# [DATA IN THIS EXERCISE]
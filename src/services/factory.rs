use std::sync::Arc;
use std::time::Duration;

use super::local::{LocalDatabase, LocalTenderService, LocalUserService};
use super::remote::{ApiClient, RemoteTenderService, RemoteUserService};
use super::store::{FileStore, KeyValueStore, Session};
use super::{TenderService, UserService};
use crate::config::{ClientConfig, ServiceMode};

/// Builds the service pair for the configured mode.
///
/// Both modes share one store; it holds the session in either case and the
/// simulated collections in local mode.
pub struct ServiceFactory {
    config: ClientConfig,
    store: Arc<dyn KeyValueStore>,
    local: Arc<LocalDatabase>,
}

impl ServiceFactory {
    pub fn new(config: ClientConfig, store: Arc<dyn KeyValueStore>) -> Self {
        let delay = Duration::from_millis(config.simulate_network_delay_ms);
        let local = Arc::new(LocalDatabase::new(store.clone(), delay));
        Self { config, store, local }
    }

    /// Persists under `config.data_dir`
    pub fn with_file_store(config: ClientConfig) -> Self {
        let store = Arc::new(FileStore::new(config.data_dir.clone()));
        Self::new(config, store)
    }

    pub fn config(&self) -> &ClientConfig {
        &self.config
    }

    pub fn session(&self) -> Session {
        Session::new(self.store.clone())
    }

    fn api_client(&self) -> ApiClient {
        ApiClient::new(self.config.api_base_url.clone(), self.session())
    }

    pub fn tender_service(&self) -> Arc<dyn TenderService> {
        match self.config.mode {
            ServiceMode::Remote => Arc::new(RemoteTenderService::new(self.api_client())),
            ServiceMode::Local => Arc::new(LocalTenderService::new(self.local.clone())),
        }
    }

    pub fn user_service(&self) -> Arc<dyn UserService> {
        match self.config.mode {
            ServiceMode::Remote => Arc::new(RemoteUserService::new(self.api_client())),
            ServiceMode::Local => Arc::new(LocalUserService::new(self.local.clone())),
        }
    }
}
pub mod api;
pub mod auth;
pub mod cli;
pub mod config;
pub mod database;
pub mod error;
pub mod filter;
pub mod handlers;
pub mod middleware;
pub mod models;
pub mod seed;
pub mod services;
pub mod types;

#[cfg(test)]
pub mod testing;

# [THE PROBLEM]
Transcribe the whole listing word for word.

# [SOLUTION FOR THIS TASK]
filename src/services/factory.rs
use std::sync::Arc;
use std::time::Duration;

use super::local::{LocalDatabase, LocalTenderService, LocalUserService};
use super::remote::{ApiClient, RemoteTenderService, RemoteUserService};
use super::store::{FileStore, KeyValueStore, Session};
use super::{TenderService, UserService};
use crate::config::{ClientConfig, ServiceMode};

/// Builds the service pair for the configured mode.
///
/// Both modes share one store; it holds the session in either case and the
/// simulated collections in local mode.
pub struct ServiceFactory {
    config: ClientConfig,
    store: Arc<dyn KeyValueStore>,
    local: Arc<LocalDatabase>,
}

impl ServiceFactory {
    pub fn new(config: ClientConfig, store: Arc<dyn KeyValueStore>) -> Self {
        let delay = Duration::from_millis(config.simulate_network_delay_ms);
        let local = Arc::new(LocalDatabase::new(store.clone(), delay));
        Self { config, store, local }
    }

    /// Persists under `config.data_dir`
    pub fn with_file_store(config: ClientConfig) -> Self {
        let store = Arc::new(FileStore::new(config.data_dir.clone()));
        Self::new(config, store)
    }

    pub fn config(&self) -> &ClientConfig {
        &self.config
    }

    pub fn session(&self) -> Session {
        Session::new(self.store.clone())
    }

    fn api_client(&self) -> ApiClient {
        ApiClient::new(self.config.api_base_url.clone(), self.session())
    }

    pub fn tender_service(&self) -> Arc<dyn TenderService> {
        match self.config.mode {
            ServiceMode::Remote => Arc::new(RemoteTenderService::new(self.api_client())),
            ServiceMode::Local => Arc::new(LocalTenderService::new(self.local.clone())),
        }
    }

    pub fn user_service(&self) -> Arc<dyn UserService> {
        match self.config.mode {
            ServiceMode::Remote => Arc::new(RemoteUserService::new(self.api_client())),
            ServiceMode::Local => Arc::new(LocalUserService::new(self.local.clone())),
        }
    }
}
pub mod api;
pub mod auth;
pub mod cli;
pub mod config;
pub mod database;
pub mod error;
pub mod filter;
pub mod handlers;
pub mod middleware;
pub mod models;
pub mod seed;
pub mod services;
pub mod types;

#[cfg(test)]
pub mod testing;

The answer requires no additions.